Early on, Mateo declares that he wants to make a movie about a relatively unknown story: the Down’s syndrome son of the famous American playwright Arthur Miller and his wife Inge, whom he wed after Marilyn Monroe. There is a good inside joke here.  When Judith claims that it would be tough to get rights for a biopic about Miller, not to mention that Mateo also has contempt for this popular but artistically debased genre, Mateo says that they will just fabricate and fictionalize the truth. There are the by-now the expected torn-up photos,  suppressed secrets that scream to be revealed in public, blood ties that need to be restored before it’s too late, even scripts about cosmetic-inventing vampires.

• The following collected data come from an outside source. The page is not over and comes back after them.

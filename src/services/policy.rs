use crate::domain::models::{
    AllowEntry, ChangeKind, ClassifiedChange, CompatReport, DiffResult, PolicyConfig, Severity,
    Symbol,
};

/// Assigns a severity to every diff entry. Defaults are conservative:
/// removals and changes are breaking, additions are not. Only an explicit
/// allow-list entry downgrades a removal or change, and its justification
/// is recorded in the entry reason.
pub fn classify(diff: &DiffResult, policy: &PolicyConfig) -> CompatReport {
    let mut entries = Vec::new();

    for symbol in &diff.removed {
        entries.push(classify_entry(policy, symbol, ChangeKind::Removed));
    }
    for (_, current) in &diff.changed {
        entries.push(classify_entry(policy, current, ChangeKind::Changed));
    }
    for symbol in &diff.added {
        entries.push(ClassifiedChange {
            symbol: symbol.name.clone(),
            kind: symbol.kind,
            change: ChangeKind::Added,
            severity: Severity::NonBreaking,
            reason: format!("added: {}", symbol.identity()),
        });
    }

    let breaking_count = entries
        .iter()
        .filter(|e| e.severity == Severity::Breaking)
        .count();
    CompatReport {
        entries,
        breaking_count,
        unchanged_count: diff.unchanged.len(),
    }
}

fn classify_entry(policy: &PolicyConfig, symbol: &Symbol, change: ChangeKind) -> ClassifiedChange {
    match allow_entry_for(policy, symbol) {
        Some(allow) => ClassifiedChange {
            symbol: symbol.name.clone(),
            kind: symbol.kind,
            change,
            severity: Severity::NonBreaking,
            reason: format!(
                "allowed {}: {}: {}",
                change_noun(change),
                symbol.identity(),
                allow.justification
            ),
        },
        None => ClassifiedChange {
            symbol: symbol.name.clone(),
            kind: symbol.kind,
            change,
            severity: Severity::Breaking,
            reason: format!("{}: {}", change.as_str(), symbol.identity()),
        },
    }
}

fn change_noun(change: ChangeKind) -> &'static str {
    match change {
        ChangeKind::Removed => "removal",
        ChangeKind::Changed => "change",
        ChangeKind::Added => "addition",
    }
}

fn allow_entry_for<'a>(policy: &'a PolicyConfig, symbol: &Symbol) -> Option<&'a AllowEntry> {
    policy
        .allow
        .iter()
        .find(|a| a.symbol == symbol.name && a.kind == symbol.kind)
}
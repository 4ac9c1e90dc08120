use crate::cli::{Cli, Commands};
use crate::config::Config;
use crate::domain::models::{BaselineSnapshot, JsonOut, SyncStatusReport};
use crate::services::baseline::BaselineStore;
use crate::services::output::{print_one, print_out};
use crate::services::storage::{now_secs, write_atomic};
use crate::services::{extractor, sync_ledger};
use std::path::{Path, PathBuf};

pub fn handle_admin_commands(cli: &Cli, cfg: &Config) -> anyhow::Result<bool> {
    match &cli.command {
        Commands::ShowBaseline { tag } => {
            let store = BaselineStore::new(&cfg.baselines.dir);
            let snapshot = store.get(tag)?;
            if cli.json {
                println!(
                    "{}",
                    serde_json::to_string_pretty(&JsonOut {
                        ok: true,
                        data: &snapshot
                    })?
                );
            } else {
                println!("releaseTag: {}", snapshot.release_tag);
                println!("upstreamCommit: {}", snapshot.upstream_commit);
                println!("version: {}", snapshot.version);
                println!("createdAt: {}", snapshot.created_at);
                for symbol in &snapshot.symbols {
                    println!(
                        "{}\t{}\t{}",
                        symbol.kind.as_str(),
                        symbol.name,
                        short_fingerprint(&symbol.fingerprint)
                    );
                }
            }
            Ok(true)
        }
        Commands::Baselines => {
            let store = BaselineStore::new(&cfg.baselines.dir);
            let items = store.list()?;
            print_out(cli.json, &items, |i| {
                format!(
                    "{}\tv{}\t{}\t{} symbols",
                    i.release_tag, i.version, i.created_at, i.symbol_count
                )
            })?;
            Ok(true)
        }
        Commands::Snapshot {
            release_tag,
            artifact,
            output,
        } => {
            let record = sync_ledger::load_sync_record(Path::new(&cfg.upstream.record_path))?;
            sync_ledger::validate_sync_record(&record, &cfg.upstream)?;

            let artifacts: Vec<PathBuf> = if artifact.is_empty() {
                cfg.extract.artifacts.iter().map(PathBuf::from).collect()
            } else {
                artifact.clone()
            };
            if artifacts.is_empty() {
                anyhow::bail!("no artifacts configured; set [extract].artifacts or pass --artifact");
            }
            let mut sets = Vec::new();
            for a in &artifacts {
                sets.push(extractor::extract_symbols(a, &cfg.extract)?);
            }
            let merged = extractor::merge_symbol_sets(sets)?;
            let snapshot = BaselineSnapshot {
                release_tag: release_tag.clone(),
                upstream_commit: record.commit.clone(),
                created_at: now_secs(),
                version: 1,
                symbols: merged.to_sorted_vec(),
            };

            match output {
                Some(path) => {
                    write_atomic(path, &serde_json::to_string_pretty(&snapshot)?)?;
                    print_one(cli.json, &snapshot, |s| {
                        format!(
                            "snapshot written: {} ({} symbols) -> {}",
                            s.release_tag,
                            s.symbols.len(),
                            path.display()
                        )
                    })?;
                }
                None => {
                    print_one(cli.json, &snapshot, |s| {
                        serde_json::to_string_pretty(s).unwrap_or_default()
                    })?;
                }
            }
            Ok(true)
        }
        Commands::SyncStatus => {
            let record = sync_ledger::load_sync_record(Path::new(&cfg.upstream.record_path))?;
            sync_ledger::validate_sync_record(&record, &cfg.upstream)?;
            let report = SyncStatusReport {
                remote_url: record.remote_url,
                git_ref: record.git_ref,
                commit: record.commit,
                verified_at: record.verified_at,
                status: "ok".to_string(),
            };
            if cli.json {
                println!(
                    "{}",
                    serde_json::to_string_pretty(&JsonOut {
                        ok: true,
                        data: report
                    })?
                );
            } else {
                println!("remoteUrl: {}", report.remote_url);
                println!("ref: {}", report.git_ref);
                println!("commit: {}", report.commit);
                println!("verifiedAt: {}", report.verified_at);
                println!("status: {}", report.status);
            }
            Ok(true)
        }
        _ => Ok(false),
    }
}

fn short_fingerprint(fingerprint: &str) -> String {
    fingerprint.chars().take(12).collect()
}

Sporadically, there are some comedic touches, such as the lip-reading girl (Lola Dueñas), hired by the insanely jealous Ernesto who insists on hearing every word that the adulterous Lena had said, when the tape’s sound fails to reproduce her speech.

 

Penelope Cruz, who has always looked more comfortable in Spanish than Hollywood films, is terrific as Lena, offering a more nuanced performance than the one that accorded her the Oscar in Woody Allen’s romantic comedy, “Vicky Cristina Barcelona,” in which she plays the crazy former wife of Javier Bardem!  (The two are now a couple in real-life, raising their child). “Broken Embraces” suffers considerably from the disappearance of Cruz three quarters into the film, and her riveting presence, as a femme fatale juggling lovers and guises, is very much missed.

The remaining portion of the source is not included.